Types of Mental Illness - Communication and tolerance

Even the most unpleasant experiences can add to one's understanding of life. Emerging from a crisis with new wisdom can give a sense of pride and mastery. The emotionally fit person can listen attentively to the opinions of others, yet if his decision differs from that being urged by friends and relatives, he will abide by it and can stand alone if necessary, without guilt and anger at those who disagree.

Communicating well with others is an important part of emotional fitness. Sharing experiences, both good and bad, is one of the joys of living. Although the capacity to enjoy is often increased by such sharing, independence is also essential, for one person's pleasure may leave others indifferent. It is just as important to appreciate and respect the individuality of others as it is to value our own individual preferences, as long as these are reasonable and do not give pain to others.

Ways of Expressing Disagreement

Communication should be kept open at all times. Anger toward those who disagree may be an immediate response, but it should not lead to cutting off communication, as it so frequently does, particularly between husbands and wives, parents and children.

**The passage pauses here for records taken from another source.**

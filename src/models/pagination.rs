//! Pagination, page-link and paged-response primitives shared by list endpoints.

use serde::{Deserialize, Serialize};

/// Pagination query parameters.
///
/// Construction never fails: an oversized page size is silently clamped to
/// [`Self::MAX_PAGE_SIZE`], non-positive values are clamped to 1, and a
/// missing page number defaults to 1. A page number past the last page is
/// not an error; it simply yields an empty page.
#[derive(Debug, Clone, Default, Deserialize)]
#[serde(rename_all = "camelCase")]
pub struct PageQuery {
    pub page_number: Option<i64>,
    pub page_size: Option<i64>,
}

impl PageQuery {
    /// Maximum items per page.
    pub const MAX_PAGE_SIZE: i64 = 20;

    /// Default items per page.
    pub const DEFAULT_PAGE_SIZE: i64 = 10;

    pub fn limit(&self) -> i64 {
        self.page_size
            .unwrap_or(Self::DEFAULT_PAGE_SIZE)
            .clamp(1, Self::MAX_PAGE_SIZE)
    }

    pub fn current_page(&self) -> i64 {
        self.page_number.unwrap_or(1).max(1)
    }

    pub fn offset(&self) -> i64 {
        // Saturating: an absurd page number must yield an empty page, not an
        // overflow or a negative OFFSET.
        (self.current_page() - 1).saturating_mul(self.limit())
    }
}

/// One page of an ordered, filtered collection plus the metadata needed to
/// page through it. Built once per request and immutable afterwards.
#[derive(Debug, Clone, Serialize)]
#[serde(rename_all = "camelCase")]
pub struct PagedResult<T> {
    pub items: Vec<T>,
    pub total_count: i64,
    pub page_size: i64,
    pub current_page: i64,
    pub total_pages: i64,
}

impl<T> PagedResult<T> {
    /// `total_count` is the size of the filtered collection before slicing;
    /// `items` is the slice at offset `(current_page - 1) * page_size`.
    pub fn new(items: Vec<T>, total_count: i64, page: &PageQuery) -> Self {
        let page_size = page.limit();
        // Ceiling division; zero pages for an empty collection.
        let total_pages = (total_count + page_size - 1) / page_size;
        Self {
            items,
            total_count,
            page_size,
            current_page: page.current_page(),
            total_pages,
        }
    }

    pub fn has_previous(&self) -> bool {
        self.current_page > 1
    }

    pub fn has_next(&self) -> bool {
        self.current_page < self.total_pages
    }

    /// Project the items while keeping the page metadata intact.
    pub fn map<U>(self, f: impl FnMut(T) -> U) -> PagedResult<U> {
        PagedResult {
            items: self.items.into_iter().map(f).collect(),
            total_count: self.total_count,
            page_size: self.page_size,
            current_page: self.current_page,
            total_pages: self.total_pages,
        }
    }
}

/// Filter criteria that can be reproduced on a page link.
///
/// Implementations must return pairs in a stable order so that identical
/// filters always render identical locators.
pub trait LinkFilters {
    fn query_pairs(&self) -> Vec<(&'static str, String)>;
}

/// Which page a generated locator should address.
#[derive(Debug, Clone, Copy, PartialEq, Eq)]
pub enum PageTarget {
    Previous,
    Current,
    Next,
}

/// Build the locator for a page of a filtered collection.
///
/// Pure function of its inputs: filter fields and page size are carried over
/// verbatim, only the page number differs between the previous/current/next
/// variants. Callers must consult [`PagedResult::has_previous`] /
/// [`PagedResult::has_next`] before asking for the adjacent variants.
pub fn page_link<F: LinkFilters>(
    base_path: &str,
    filters: &F,
    page: &PageQuery,
    target: PageTarget,
) -> String {
    let page_number = match target {
        PageTarget::Previous => page.current_page() - 1,
        PageTarget::Current => page.current_page(),
        PageTarget::Next => page.current_page().saturating_add(1),
    };

    // Filter values are percent-encoded so the locator re-parses to the
    // exact same filtered view.
    let mut query = form_urlencoded::Serializer::new(String::new());
    for (key, value) in filters.query_pairs() {
        query.append_pair(key, &value);
    }
    query.append_pair("pageNumber", &page_number.to_string());
    query.append_pair("pageSize", &page.limit().to_string());

    format!("{base_path}?{}", query.finish())
}

/// Pagination metadata exposed to API clients alongside a page of items.
#[derive(Debug, Clone, Serialize)]
#[serde(rename_all = "camelCase")]
pub struct PaginationMeta {
    pub total_count: i64,
    pub page_size: i64,
    pub current_page: i64,
    pub total_pages: i64,
    #[serde(skip_serializing_if = "Option::is_none")]
    pub previous_page_link: Option<String>,
    #[serde(skip_serializing_if = "Option::is_none")]
    pub next_page_link: Option<String>,
}

impl PaginationMeta {
    pub fn new<T, F: LinkFilters>(
        result: &PagedResult<T>,
        base_path: &str,
        filters: &F,
        page: &PageQuery,
    ) -> Self {
        let previous_page_link = result
            .has_previous()
            .then(|| page_link(base_path, filters, page, PageTarget::Previous));
        let next_page_link = result
            .has_next()
            .then(|| page_link(base_path, filters, page, PageTarget::Next));

        Self {
            total_count: result.total_count,
            page_size: result.page_size,
            current_page: result.current_page,
            total_pages: result.total_pages,
            previous_page_link,
            next_page_link,
        }
    }
}

/// Body of a paged list endpoint: the items plus navigation metadata.
#[derive(Debug, Clone, Serialize)]
pub struct PagedResponse<T> {
    pub items: Vec<T>,
    pub pagination: PaginationMeta,
}

impl<T> PagedResponse<T> {
    pub fn new<F: LinkFilters>(
        result: PagedResult<T>,
        base_path: &str,
        filters: &F,
        page: &PageQuery,
    ) -> Self {
        let pagination = PaginationMeta::new(&result, base_path, filters, page);
        Self {
            items: result.items,
            pagination,
        }
    }
}

#[cfg(test)]
mod tests {
    use super::*;

    struct TestFilters {
        search_query: Option<String>,
        genre: Option<String>,
    }

    impl LinkFilters for TestFilters {
        fn query_pairs(&self) -> Vec<(&'static str, String)> {
            let mut pairs = Vec::new();
            if let Some(ref q) = self.search_query {
                pairs.push(("searchQuery", q.clone()));
            }
            if let Some(ref g) = self.genre {
                pairs.push(("genre", g.clone()));
            }
            pairs
        }
    }

    fn query(page_number: i64, page_size: i64) -> PageQuery {
        PageQuery {
            page_number: Some(page_number),
            page_size: Some(page_size),
        }
    }

    #[test]
    fn page_query_defaults() {
        let p = PageQuery::default();
        assert_eq!(p.current_page(), 1);
        assert_eq!(p.limit(), 10);
        assert_eq!(p.offset(), 0);
    }

    #[test]
    fn page_query_clamps_oversized_page_size() {
        for size in [21, 100, i64::MAX] {
            let p = query(1, size);
            assert_eq!(p.limit(), 20);
        }
    }

    #[test]
    fn page_query_clamps_non_positive_values() {
        let p = PageQuery {
            page_number: Some(0),
            page_size: Some(-5),
        };
        assert_eq!(p.current_page(), 1);
        assert_eq!(p.limit(), 1);
        assert_eq!(p.offset(), 0);
    }

    #[test]
    fn offset_is_page_number_minus_one_times_page_size() {
        assert_eq!(query(2, 10).offset(), 10);
        assert_eq!(query(3, 7).offset(), 14);
        assert_eq!(query(1, 20).offset(), 0);
    }

    #[test]
    fn offset_saturates_for_huge_page_numbers() {
        let p = query(i64::MAX, 10);
        assert_eq!(p.offset(), i64::MAX);
        assert!(p.offset() >= 0);
    }

    #[test]
    fn paged_result_middle_page() {
        // 25 items, page 2 of size 10 -> items [10, 20), three pages total.
        let items: Vec<i64> = (10..20).collect();
        let result = PagedResult::new(items, 25, &query(2, 10));
        assert_eq!(result.total_pages, 3);
        assert!(result.has_previous());
        assert!(result.has_next());
        assert_eq!(result.items.len(), 10);
    }

    #[test]
    fn paged_result_empty_collection() {
        let result = PagedResult::<i64>::new(vec![], 0, &query(1, 10));
        assert_eq!(result.total_pages, 0);
        assert!(!result.has_previous());
        assert!(!result.has_next());
        assert!(result.items.is_empty());
    }

    #[test]
    fn paged_result_exact_multiple() {
        let result = PagedResult::<i64>::new(vec![], 30, &query(3, 10));
        assert_eq!(result.total_pages, 3);
        assert!(result.has_previous());
        assert!(!result.has_next());
    }

    #[test]
    fn paged_result_page_beyond_end_is_empty_not_an_error() {
        let result = PagedResult::<i64>::new(vec![], 5, &query(9, 10));
        assert_eq!(result.total_pages, 1);
        assert!(result.items.is_empty());
        assert!(!result.has_next());
    }

    #[test]
    fn paged_result_map_keeps_metadata() {
        let result = PagedResult::new(vec![1, 2, 3], 3, &query(1, 10));
        let mapped = result.map(|n| n.to_string());
        assert_eq!(mapped.items, vec!["1", "2", "3"]);
        assert_eq!(mapped.total_count, 3);
        assert_eq!(mapped.total_pages, 1);
    }

    #[test]
    fn page_link_varies_only_page_number() {
        let filters = TestFilters {
            search_query: Some("king".into()),
            genre: Some("Horror".into()),
        };
        let page = query(2, 10);

        let prev = page_link("/api/v1/authors", &filters, &page, PageTarget::Previous);
        let next = page_link("/api/v1/authors", &filters, &page, PageTarget::Next);

        assert_eq!(
            prev,
            "/api/v1/authors?searchQuery=king&genre=Horror&pageNumber=1&pageSize=10"
        );
        assert_eq!(
            next,
            "/api/v1/authors?searchQuery=king&genre=Horror&pageNumber=3&pageSize=10"
        );
    }

    #[test]
    fn page_link_is_deterministic() {
        let filters = TestFilters {
            search_query: None,
            genre: Some("Fantasy".into()),
        };
        let page = query(4, 5);
        let a = page_link("/api/v1/authors", &filters, &page, PageTarget::Next);
        let b = page_link("/api/v1/authors", &filters, &page, PageTarget::Next);
        assert_eq!(a, b);
    }

    #[test]
    fn page_link_omits_absent_filters() {
        let filters = TestFilters {
            search_query: None,
            genre: None,
        };
        let link = page_link("/api/v1/authors", &filters, &query(1, 10), PageTarget::Current);
        assert_eq!(link, "/api/v1/authors?pageNumber=1&pageSize=10");
    }

    #[test]
    fn page_link_encodes_reserved_characters_in_filter_values() {
        let filters = TestFilters {
            search_query: Some("a&b c".into()),
            genre: Some("sci=fi #1".into()),
        };
        let link = page_link("/api/v1/authors", &filters, &query(1, 10), PageTarget::Current);
        assert_eq!(
            link,
            "/api/v1/authors?searchQuery=a%26b+c&genre=sci%3Dfi+%231&pageNumber=1&pageSize=10"
        );

        // The locator re-parses to the exact same filter values.
        let parsed: Vec<(String, String)> =
            form_urlencoded::parse(link.split('?').nth(1).unwrap().as_bytes())
                .into_owned()
                .collect();
        assert_eq!(parsed[0], ("searchQuery".into(), "a&b c".into()));
        assert_eq!(parsed[1], ("genre".into(), "sci=fi #1".into()));
    }

    #[test]
    fn pagination_meta_suppresses_inapplicable_links() {
        let filters = TestFilters {
            search_query: None,
            genre: None,
        };

        // First page of three: no previous link.
        let page = query(1, 10);
        let first = PagedResult::<i64>::new(vec![], 25, &page);
        let meta = PaginationMeta::new(&first, "/api/v1/authors", &filters, &page);
        assert!(meta.previous_page_link.is_none());
        assert!(meta.next_page_link.is_some());

        // Last page of three: no next link.
        let page = query(3, 10);
        let last = PagedResult::<i64>::new(vec![], 25, &page);
        let meta = PaginationMeta::new(&last, "/api/v1/authors", &filters, &page);
        assert!(meta.previous_page_link.is_some());
        assert!(meta.next_page_link.is_none());

        // Empty collection: neither link.
        let page = query(1, 10);
        let empty = PagedResult::<i64>::new(vec![], 0, &page);
        let meta = PaginationMeta::new(&empty, "/api/v1/authors", &filters, &page);
        assert!(meta.previous_page_link.is_none());
        assert!(meta.next_page_link.is_none());
    }

    #[test]
    fn paged_response_serializes_links_only_when_present() {
        let filters = TestFilters {
            search_query: None,
            genre: None,
        };
        let page = query(1, 10);
        let result = PagedResult::new(vec![1, 2], 2, &page);
        let body = PagedResponse::new(result, "/api/v1/authors", &filters, &page);
        let json = serde_json::to_value(&body).unwrap();
        assert_eq!(json["pagination"]["totalCount"], 2);
        assert_eq!(json["pagination"]["totalPages"], 1);
        assert!(json["pagination"].get("previousPageLink").is_none());
        assert!(json["pagination"].get("nextPageLink").is_none());
    }
}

Emotional maturity enables us to disagree with what another says, feels, or does, yet make the distinction between that person and how we feel about his thoughts and actions. To tell someone, “I don't like what you are doing,” is more likely to keep the lines of communication open than telling him “I don't like you.” This is particularly important between parents and children.

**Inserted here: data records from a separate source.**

pub mod config;
pub mod db;
pub mod errors;
pub mod models;
pub mod routes;
pub mod services;

use sqlx::PgPool;

/// Shared application state passed to all Axum handlers.
#[derive(Debug, Clone)]
pub struct AppState {
    pub db: PgPool,
    pub config: config::AppConfig,
}
//! Book routes: child-resource CRUD plus PUT/PATCH update-or-create.

use axum::{
    extract::{Path, State},
    http::{header, StatusCode},
    response::{IntoResponse, Response},
    Json,
};
use uuid::Uuid;

use crate::errors::{ApiResponse, AppError};
use crate::models::book::{Book, BookDto, BookForCreation, BookForUpdate};
use crate::models::patch::PatchOperation;
use crate::services::book::{self as book_service, UpsertOutcome};
use crate::AppState;

fn book_location(book: &Book) -> String {
    format!("/api/v1/authors/{}/books/{}", book.author_id, book.id)
}

fn created(book: &Book) -> Response {
    (
        StatusCode::CREATED,
        [(header::LOCATION, book_location(book))],
        ApiResponse::success(BookDto::from_entity(book)),
    )
        .into_response()
}

/// Created resources get a 201 with a Location header and a body; in-place
/// modifications get a bare 204.
fn upsert_response(outcome: UpsertOutcome) -> Response {
    match outcome {
        UpsertOutcome::Created(book) => created(&book),
        UpsertOutcome::Updated(_) => StatusCode::NO_CONTENT.into_response(),
    }
}

/// GET /api/v1/authors/{author_id}/books — all books for an author.
pub async fn list(
    State(state): State<AppState>,
    Path(author_id): Path<Uuid>,
) -> Result<Json<ApiResponse<Vec<BookDto>>>, AppError> {
    let books = book_service::list_for_author(&state.db, author_id).await?;
    let dtos = books.iter().map(BookDto::from_entity).collect();
    Ok(ApiResponse::success(dtos))
}

/// GET /api/v1/authors/{author_id}/books/{book_id} — fetch one book.
pub async fn get_by_id(
    State(state): State<AppState>,
    Path((author_id, book_id)): Path<(Uuid, Uuid)>,
) -> Result<Json<ApiResponse<BookDto>>, AppError> {
    let book = book_service::find_for_author(&state.db, author_id, book_id).await?;
    Ok(ApiResponse::success(BookDto::from_entity(&book)))
}

/// POST /api/v1/authors/{author_id}/books — create a book with a
/// server-generated id.
pub async fn create(
    State(state): State<AppState>,
    Path(author_id): Path<Uuid>,
    Json(body): Json<BookForCreation>,
) -> Result<Response, AppError> {
    let book = book_service::create_for_author(&state.db, author_id, &body).await?;
    Ok(created(&book))
}

/// PUT /api/v1/authors/{author_id}/books/{book_id} — full-document
/// update-or-create: overwrites the mutable fields when the book exists,
/// creates it with the caller-supplied id when it does not.
pub async fn upsert_full(
    State(state): State<AppState>,
    Path((author_id, book_id)): Path<(Uuid, Uuid)>,
    Json(body): Json<BookForUpdate>,
) -> Result<Response, AppError> {
    let outcome = book_service::upsert(&state.db, author_id, book_id, move |_| Ok(body)).await?;
    Ok(upsert_response(outcome))
}

/// PATCH /api/v1/authors/{author_id}/books/{book_id} — patch-document
/// update-or-create: the operation sequence is applied to the book's
/// mutable projection (or an empty one when creating) and the result is
/// validated before anything is persisted.
pub async fn upsert_patch(
    State(state): State<AppState>,
    Path((author_id, book_id)): Path<(Uuid, Uuid)>,
    Json(ops): Json<Vec<PatchOperation>>,
) -> Result<Response, AppError> {
    let outcome = book_service::upsert(&state.db, author_id, book_id, move |existing| {
        book_service::patched_view(existing, &ops)
    })
    .await?;
    Ok(upsert_response(outcome))
}

/// DELETE /api/v1/authors/{author_id}/books/{book_id} — delete one book.
pub async fn remove(
    State(state): State<AppState>,
    Path((author_id, book_id)): Path<(Uuid, Uuid)>,
) -> Result<StatusCode, AppError> {
    book_service::delete_for_author(&state.db, author_id, book_id).await?;
    Ok(StatusCode::NO_CONTENT)
}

It is unfortunately common for parents to launch personal attacks when children do something that displeases them. The child, or any person to whom this is done, then feels unworthy or rejected, which often makes him angry and defiant. Revenge becomes uppermost, and communication is lost; each party feels misunderstood and lonely, perhaps even wounded, and is not likely to want to reopen communication. The joy in a human relationship is gone, and one's pleasure in living is by that much diminished.

Function of Guilt

The same principles used in dealing with others can be applied to ourselves. Everyone makes mistakes, has angry or even murderous thoughts that can produce excessive guilt. Sometimes there is a realistic reason for feeling guilty, which should be a spur to take corrective action. Differentiate clearly between thoughts, feelings, and actions. Only actions need cause guilt. In the privacy of one's own mind, anything may be thought as long as it is not acted out; an emotionally fit person can accept this difference.